États-Unis / 1924 / 78 min / DCP avec musique / VOSTF / Version restaurée
Ernst Lubitsch
D'après la pièce The Czarina de Lajos Biró et Melchior Lengyel.
Avec Pola Negri, Adolphe Menjou, Clark Gable, Rod La Rocque.
Film restauré par The Museum of Modern Art and The Film Foundation, financé par la fondation George Lucas Family. Orchestration musicale, d'après la partition originale, par Gillian B. Anderson et conduite par Robert Israel.
E-sous-titres français n.c.
Vu mercredi, le 9 avril 2025, La Cinémathèque française, Rétrospective Ernst Lubitsch, Salle Georges Franju, 51 Rue de Bercy, 75012 Paris, M° Bercy Lignes 14, 6
La Cinémathèque française: "Le film des retrouvailles de Pola Negri et Lubitsch à Hollywood est une audacieuse comédie sexuelle inspirée de la vie de la Grande Catherine, tsarine russe du XVIIIe siècle. Un ballet stylisé, rehaussé de fantaisies anachroniques et de détails savoureux."
AA: I am happy and grateful for having finally caught a MoMA restoration of Forbidden Paradise.
I had previously seen and programmed pre-restoration copies, including a Prague print of Forbidden Paradise at 1534 m /20 fps/ 67 min. The visual quality was inferior, and there were only Czech and no original intertitles.
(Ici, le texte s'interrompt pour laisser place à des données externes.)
//! Animation primitives driving sheet motion and overlay fades
//!
//! Two flavors: `SpringAnimation` integrates a damped spring toward a target
//! (used for the sheet position, where release velocity matters), and
//! `TimedAnimation` interpolates over a fixed duration (used for overlay
//! opacity, which always fades in a known time).

use std::time::Duration;

use serde::{Deserialize, Serialize};

/// Largest integration step in seconds. Bigger frame deltas are split into
/// substeps so a stalled frame can't make the spring explode.
const MAX_SPRING_STEP: f64 = 1.0 / 240.0;

/// Position error below which a spring is considered at rest (pixels).
const REST_DISTANCE: f64 = 0.5;

/// Velocity below which a spring is considered at rest (pixels/second).
const REST_VELOCITY: f64 = 10.0;

/// Spring tuning shared by position transitions.
///
/// Stiffness pulls toward the target, damping bleeds off velocity. Both are
/// plain per-second coefficients, so they round-trip through config files.
#[derive(Debug, Clone, Copy, PartialEq, Serialize, Deserialize)]
pub struct SpringParams {
    #[serde(default = "default_stiffness")]
    pub stiffness: f64,
    #[serde(default = "default_damping")]
    pub damping: f64,
}

fn default_stiffness() -> f64 {
    220.0
}

fn default_damping() -> f64 {
    26.0
}

impl SpringParams {
    pub fn new(stiffness: f64, damping: f64) -> Self {
        Self { stiffness, damping }
    }
}

impl Default for SpringParams {
    fn default() -> Self {
        Self::new(default_stiffness(), default_damping())
    }
}

/// A single scalar animated by a damped spring.
///
/// Integrates with semi-implicit Euler. The spring can be retargeted at any
/// time without losing its current value or velocity, which is what makes
/// mid-flight direction changes look continuous instead of jumping.
#[derive(Debug, Clone)]
pub struct SpringAnimation {
    value: f64,
    velocity: f64,
    target: f64,
    params: SpringParams,
    done: bool,
}

impl SpringAnimation {
    pub fn new(from: f64, target: f64, params: SpringParams) -> Self {
        Self {
            value: from,
            velocity: 0.0,
            target,
            params,
            done: false,
        }
    }

    pub fn value(&self) -> f64 {
        self.value
    }

    pub fn velocity(&self) -> f64 {
        self.velocity
    }

    pub fn target(&self) -> f64 {
        self.target
    }

    pub fn is_done(&self) -> bool {
        self.done
    }

    /// Redirect the spring toward a new target, keeping the current value and
    /// velocity so an interrupted transition continues from where it is.
    pub fn retarget(&mut self, target: f64, params: SpringParams) {
        self.target = target;
        self.params = params;
        self.done = false;
    }

    /// Advance by `dt`. Returns true if the value moved.
    ///
    /// When the spring comes to rest (close to target, nearly stopped) the
    /// value snaps to the target exactly and the animation reports done.
    pub fn tick(&mut self, dt: Duration) -> bool {
        if self.done {
            return false;
        }
        let mut remaining = dt.as_secs_f64();
        if remaining <= 0.0 {
            return false;
        }

        while remaining > 0.0 {
            let step = remaining.min(MAX_SPRING_STEP);
            remaining -= step;

            let accel =
                self.params.stiffness * (self.target - self.value) - self.params.damping * self.velocity;
            self.velocity += accel * step;
            self.value += self.velocity * step;

            if (self.target - self.value).abs() < REST_DISTANCE
                && self.velocity.abs() < REST_VELOCITY
            {
                self.value = self.target;
                self.velocity = 0.0;
                self.done = true;
                break;
            }
        }
        true
    }
}

/// Timing curve for fixed-duration animations.
#[derive(Debug, Clone, Copy, PartialEq, Eq, Default, Serialize, Deserialize)]
#[serde(rename_all = "kebab-case")]
pub enum Easing {
    #[default]
    Linear,
    EaseIn,
    EaseOut,
    EaseInOut,
}

impl Easing {
    /// Map raw progress in [0, 1] through the curve. Input is clamped.
    pub fn apply(self, t: f64) -> f64 {
        let t = t.clamp(0.0, 1.0);
        match self {
            Self::Linear => t,
            Self::EaseIn => t * t * t,
            Self::EaseOut => {
                let inv = 1.0 - t;
                1.0 - inv * inv * inv
            }
            Self::EaseInOut => {
                if t < 0.5 {
                    4.0 * t * t * t
                } else {
                    let inv = -2.0 * t + 2.0;
                    1.0 - inv * inv * inv / 2.0
                }
            }
        }
    }
}

/// A single scalar interpolated from `from` to `to` over a fixed duration.
#[derive(Debug, Clone)]
pub struct TimedAnimation {
    from: f64,
    to: f64,
    duration: Duration,
    easing: Easing,
    elapsed: Duration,
}

impl TimedAnimation {
    pub fn new(from: f64, to: f64, duration: Duration, easing: Easing) -> Self {
        Self {
            from,
            to,
            duration,
            easing,
            elapsed: Duration::ZERO,
        }
    }

    /// Current interpolated value. Zero-duration animations are already at
    /// their end value.
    pub fn value(&self) -> f64 {
        if self.duration.is_zero() || self.elapsed >= self.duration {
            return self.to;
        }
        let t = self.elapsed.as_secs_f64() / self.duration.as_secs_f64();
        self.from + (self.to - self.from) * self.easing.apply(t)
    }

    pub fn target(&self) -> f64 {
        self.to
    }

    pub fn is_done(&self) -> bool {
        self.elapsed >= self.duration
    }

    /// Advance by `dt`. Returns true if the value moved.
    pub fn tick(&mut self, dt: Duration) -> bool {
        if self.is_done() {
            return false;
        }
        self.elapsed = (self.elapsed + dt).min(self.duration);
        true
    }
}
An earlier, 2018 MoMA restoration of Forbidden Paradise, was screened in Pordenone (6461 ft / 1969 m /20 fps/ 73 min). I missed it but preserved the festival data to keep Dave Kehr's superb program note.
The original duration was 2299 m /20 fps/ 100 min, but both the Czech and the New York copies seem to present the full narrative. Perhaps passages important for psychology, mood, nuance and the Lubitsch touch have been lost. It is impossible to give a fair judgment on the movie based on the surviving copies.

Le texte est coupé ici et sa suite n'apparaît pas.